J.C. Penney on Thursday reported mixed second-quarter results that showed its sales are continuing to erode. 

The department store chain reported a net loss of $48 million, or 15 cents a share, narrower than its loss of $101 million, or 32 cents a share, a year ago. Excluding one-time items, Penney lost 18 cents a share, compared to analysts’ forecasts of a loss of 31 cents.

Despite the smaller loss, sales fell more than had been anticipated. Revenue for the quarter ending Aug. 3 fell 7.4% to $2.62 billion from $2.8 billion a year ago.
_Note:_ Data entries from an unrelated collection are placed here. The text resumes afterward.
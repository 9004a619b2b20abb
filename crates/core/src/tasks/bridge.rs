//! Loop attachment for the macrotask queue
//!
//! A bound queue owns a wake-only source and a pre-wait observer on its host
//! loop. Enqueueing signals the source and wakes the loop; the observer runs
//! a drain pass before the loop next waits and re-arms the source whenever
//! tasks are left over. The process-wide primary queue attaches lazily to
//! the installed primary loop, or to a fallback loop thread when none was
//! installed.

use std::sync::{Arc, OnceLock, Weak};
use std::time::Duration;

use deferloop_runloop::{HostLoop, LoopThread, ObserverKey, SourceKey};

use super::drain::{drain_until_deadline, DEFAULT_DRAIN_BUDGET};
use super::queue::TaskFifo;

/// Error type for primary loop installation
#[derive(Debug, thiserror::Error)]
pub enum BridgeError {
    /// A primary loop is already present
    #[error("Primary loop already installed")]
    AlreadyInstalled,
}

/// Queue state shared with the loop-side observer
struct QueueShared {
    fifo: TaskFifo,
    host: Arc<dyn HostLoop>,
    /// Wall-clock budget of one drain pass
    budget: Duration,
    /// Wake-only source signaled by every enqueue and by re-arms
    source: SourceKey,
    /// Pre-wait observer that runs the drain pass
    observer: ObserverKey,
}

impl QueueShared {
    /// Signal the wake source and rouse the loop
    fn poke(&self) {
        self.host.signal_source(self.source);
        self.host.wake();
    }

    /// Run one drain pass, re-arming the loop when tasks remain
    fn drain_pass(&self) {
        let stats = drain_until_deadline(&self.fifo, self.budget);
        if stats.remaining > 0 {
            self.poke();
        }
    }
}

impl Drop for QueueShared {
    fn drop(&mut self) {
        self.host.remove_observer(self.observer);
        self.host.remove_source(self.source);
    }
}

/// A macrotask queue bound to a host loop
///
/// Cloning yields another handle to the same queue. Tasks always execute on
/// the host loop's home thread, in enqueue order.
#[derive(Clone)]
pub struct MacrotaskQueue {
    shared: Arc<QueueShared>,
}

impl MacrotaskQueue {
    /// Bind a new queue to `host` with the default drain budget
    pub fn bind(host: Arc<dyn HostLoop>) -> Self {
        Self::bind_with_budget(host, DEFAULT_DRAIN_BUDGET)
    }

    /// Bind a new queue to `host` with a custom per-pass budget
    pub fn bind_with_budget(host: Arc<dyn HostLoop>, budget: Duration) -> Self {
        let shared = Arc::new_cyclic(|weak: &Weak<QueueShared>| {
            let source = host.add_source(None);
            let weak = weak.clone();
            let observer = host.add_pre_wait_observer(Box::new(move || {
                if let Some(shared) = weak.upgrade() {
                    shared.drain_pass();
                }
            }));
            QueueShared {
                fifo: TaskFifo::new(),
                host: Arc::clone(&host),
                budget,
                source,
                observer,
            }
        });
        tracing::debug!("Macrotask queue bound, {:?} drain budget", budget);
        Self { shared }
    }

    /// Enqueue a task from any thread
    ///
    /// The task runs on the host loop's home thread during a later drain
    /// pass, after every task enqueued before it.
    pub fn add_task<F>(&self, task: F)
    where
        F: FnOnce() + Send + 'static,
    {
        let pending = self.shared.fifo.push(Box::new(task));
        tracing::trace!("Task queued, {} pending", pending);
        self.shared.poke();
    }

    /// Number of tasks waiting to run
    pub fn len(&self) -> usize {
        self.shared.fifo.len()
    }

    /// Check whether no tasks are waiting
    pub fn is_empty(&self) -> bool {
        self.shared.fifo.is_empty()
    }

    /// The wall-clock budget of one drain pass
    pub fn drain_budget(&self) -> Duration {
        self.shared.budget
    }
}

/// Process-wide primary queue
static PRIMARY_QUEUE: OnceLock<MacrotaskQueue> = OnceLock::new();

/// Host loop the primary queue attaches to
static PRIMARY_LOOP: OnceLock<Arc<dyn HostLoop>> = OnceLock::new();

/// Fallback loop thread, spawned only if no primary loop was installed
static FALLBACK_LOOP: OnceLock<LoopThread> = OnceLock::new();

/// Install the host loop the primary queue will attach to
///
/// Call once at startup, before the first [`primary_queue`] access. Later
/// calls fail, as does any call after an uninstalled first access already
/// spawned the fallback loop.
pub fn init_primary_loop(host: Arc<dyn HostLoop>) -> Result<(), BridgeError> {
    PRIMARY_LOOP
        .set(host)
        .map_err(|_| BridgeError::AlreadyInstalled)
}

/// Check if a primary loop is present
pub fn is_primary_loop_installed() -> bool {
    PRIMARY_LOOP.get().is_some()
}

/// Get the primary queue, creating it on first access
///
/// The first caller binds the queue to the installed primary loop. If none
/// was installed, a dedicated fallback loop thread is spawned and installed
/// instead.
///
/// # Panics
/// Panics if the fallback loop thread cannot be spawned
pub fn primary_queue() -> &'static MacrotaskQueue {
    PRIMARY_QUEUE.get_or_init(|| {
        let host = PRIMARY_LOOP.get_or_init(|| {
            let loop_thread = LoopThread::spawn("deferloop-primary")
                .expect("Failed to spawn fallback loop thread");
            let handle = loop_thread.handle();
            let _ = FALLBACK_LOOP.set(loop_thread);
            tracing::info!("No primary loop installed, spawned fallback loop thread");
            Arc::new(handle)
        });
        MacrotaskQueue::bind(Arc::clone(host))
    })
}

/// Get the primary queue if it has already been created
pub fn try_primary_queue() -> Option<&'static MacrotaskQueue> {
    PRIMARY_QUEUE.get()
}

/// Enqueue a task on the primary queue from any thread
///
/// Creates the primary queue on first use. See [`primary_queue`].
#[tracing::instrument(skip(task))]
pub fn add_task<F>(task: F)
where
    F: FnOnce() + Send + 'static,
{
    primary_queue().add_task(task);
}

#[cfg(test)]
mod tests {
    use super::*;
    use deferloop_runloop::{LoopError, ObserverHandler, SourceHandler};
    use parking_lot::Mutex;
    use slotmap::SlotMap;
    use std::sync::atomic::{AtomicUsize, Ordering};

    /// Host loop stub that records pokes and fires observers on demand
    #[derive(Default)]
    struct StubLoop {
        sources: Mutex<SlotMap<SourceKey, ()>>,
        observers: Mutex<SlotMap<ObserverKey, ObserverHandler>>,
        signals: AtomicUsize,
        wakes: AtomicUsize,
    }

    impl StubLoop {
        /// Fire every registered observer once, as the loop would before a wait
        fn fire_observers(&self) {
            let mut observers = self.observers.lock();
            for (_, handler) in observers.iter_mut() {
                handler();
            }
        }

        fn signal_count(&self) -> usize {
            self.signals.load(Ordering::SeqCst)
        }

        fn source_count(&self) -> usize {
            self.sources.lock().len()
        }

        fn observer_count(&self) -> usize {
            self.observers.lock().len()
        }
    }

    impl HostLoop for StubLoop {
        fn add_source(&self, _handler: Option<SourceHandler>) -> SourceKey {
            self.sources.lock().insert(())
        }

        fn remove_source(&self, key: SourceKey) -> bool {
            self.sources.lock().remove(key).is_some()
        }

        fn signal_source(&self, key: SourceKey) {
            if self.sources.lock().contains_key(key) {
                self.signals.fetch_add(1, Ordering::SeqCst);
            }
        }

        fn add_pre_wait_observer(&self, handler: ObserverHandler) -> ObserverKey {
            self.observers.lock().insert(handler)
        }

        fn remove_observer(&self, key: ObserverKey) -> bool {
            self.observers.lock().remove(key).is_some()
        }

        fn wake(&self) {
            self.wakes.fetch_add(1, Ordering::SeqCst);
        }

        fn run_sync(&self, block: Box<dyn FnOnce() + Send>) -> Result<(), LoopError> {
            block();
            Ok(())
        }

        fn is_home_thread(&self) -> bool {
            true
        }
    }

    #[test]
    fn test_bind_registers_source_and_observer() {
        let stub = Arc::new(StubLoop::default());
        let queue = MacrotaskQueue::bind(Arc::clone(&stub) as Arc<dyn HostLoop>);

        assert_eq!(stub.source_count(), 1);
        assert_eq!(stub.observer_count(), 1);
        assert_eq!(queue.drain_budget(), DEFAULT_DRAIN_BUDGET);

        drop(queue);
        assert_eq!(stub.source_count(), 0);
        assert_eq!(stub.observer_count(), 0);
    }

    #[test]
    fn test_add_task_pokes_the_loop() {
        let stub = Arc::new(StubLoop::default());
        let queue = MacrotaskQueue::bind(Arc::clone(&stub) as Arc<dyn HostLoop>);

        queue.add_task(|| {});
        assert_eq!(queue.len(), 1);
        assert_eq!(stub.signal_count(), 1);
        assert_eq!(stub.wakes.load(Ordering::SeqCst), 1);
    }

    #[test]
    fn test_observer_pass_runs_tasks_in_order() {
        let stub = Arc::new(StubLoop::default());
        let queue = MacrotaskQueue::bind(Arc::clone(&stub) as Arc<dyn HostLoop>);

        let seen = Arc::new(Mutex::new(Vec::new()));
        for i in 0..3usize {
            let seen = Arc::clone(&seen);
            queue.add_task(move || seen.lock().push(i));
        }

        stub.fire_observers();
        assert_eq!(*seen.lock(), vec![0, 1, 2]);
        assert_eq!(queue.len(), 0);
    }

    #[test]
    fn test_clean_pass_does_not_rearm() {
        let stub = Arc::new(StubLoop::default());
        let queue = MacrotaskQueue::bind(Arc::clone(&stub) as Arc<dyn HostLoop>);

        for _ in 0..3 {
            queue.add_task(|| {});
        }
        let signals_before_pass = stub.signal_count();

        stub.fire_observers();
        assert_eq!(queue.len(), 0);
        assert_eq!(stub.signal_count(), signals_before_pass);

        // An empty pass must not re-arm either
        stub.fire_observers();
        assert_eq!(stub.signal_count(), signals_before_pass);
    }

    #[test]
    fn test_overrun_pass_rearms_until_backlog_clears() {
        let stub = Arc::new(StubLoop::default());
        let queue =
            MacrotaskQueue::bind_with_budget(Arc::clone(&stub) as Arc<dyn HostLoop>, Duration::ZERO);

        for _ in 0..3 {
            queue.add_task(|| {});
        }
        let signals_after_enqueue = stub.signal_count();

        // Zero budget lets exactly one task through per pass
        stub.fire_observers();
        assert_eq!(queue.len(), 2);
        assert_eq!(stub.signal_count(), signals_after_enqueue + 1);

        stub.fire_observers();
        assert_eq!(queue.len(), 1);
        assert_eq!(stub.signal_count(), signals_after_enqueue + 2);

        stub.fire_observers();
        assert_eq!(queue.len(), 0);
        assert_eq!(stub.signal_count(), signals_after_enqueue + 2);
    }

    #[test]
    fn test_mid_pass_enqueue_waits_for_the_next_pass() {
        let stub = Arc::new(StubLoop::default());
        let queue = MacrotaskQueue::bind(Arc::clone(&stub) as Arc<dyn HostLoop>);

        let seen = Arc::new(Mutex::new(Vec::new()));

        let queue_inner = queue.clone();
        let seen_a = Arc::clone(&seen);
        queue.add_task(move || {
            seen_a.lock().push("a");
            let seen_d = Arc::clone(&seen_a);
            queue_inner.add_task(move || seen_d.lock().push("d"));
        });
        let seen_b = Arc::clone(&seen);
        queue.add_task(move || seen_b.lock().push("b"));

        stub.fire_observers();
        assert_eq!(*seen.lock(), vec!["a", "b"]);
        assert_eq!(queue.len(), 1);

        stub.fire_observers();
        assert_eq!(*seen.lock(), vec!["a", "b", "d"]);
        assert_eq!(queue.len(), 0);
    }
}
That was slightly lower than analyst expectations of $2.69 billion.

Sales at Penney stores open for at least a year were down 9%, worse than an expected drop of 5.2% percent.

Last week, the company received notice that it was at risk of being delisted from the New York Stock Exchange. Its stock fell below $1 on July 19 and has been trading below that level ever since. On Wednesday, it hit an all-time low of 53 cents. In trading before the market’s open Thursday, shares were trading higher. 

Penney is also burdened with around $4 billion in debt and has announced that it is working with advisors to restructure it.

While investors have been unsure whether CEO Jill Soltau, who was hired 10 months ago, can turn the 117-year-old company around, she continues to announce new initiatives.  On Thursday, the company said it would partner with secondhand retailer ThredUp. On Wednesday, Macy’s also announced a partnership with the company.

Since arriving at Penney, Soltau has announced plans to close 18 department stores, along with nine home and furniture stores in 2019. She also made the decision to get out of the appliance business, which it had previously heavily focused on.

Shares of the company have been down more than 45% since January, bringing it to a market value of about $181 million.